**WHAT IS REQUIRED**
Search the listing for the word "self" and copy every line where it turns up.

**DATA FOR ANALYSIS**
//! Response source trait

use crate::error::Result;
use crate::response::Response;
use async_trait::async_trait;

/// A stream of responses, pulled one at a time
#[async_trait]
pub trait ResponseSource: Send {
    /// Pull the next response; `None` once the sequence is exhausted
    async fn next_response(&mut self) -> Result<Option<Response>>;
}

#[async_trait]
impl<S: ResponseSource + ?Sized> ResponseSource for Box<S> {
    async fn next_response(&mut self) -> Result<Option<Response>> {
        (**self).next_response().await
    }
}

**RESPONSE TO THE TASK**
    async fn next_response(&mut self) -> Result<Option<Response>>;
    async fn next_response(&mut self) -> Result<Option<Response>> {
        (**self).next_response().await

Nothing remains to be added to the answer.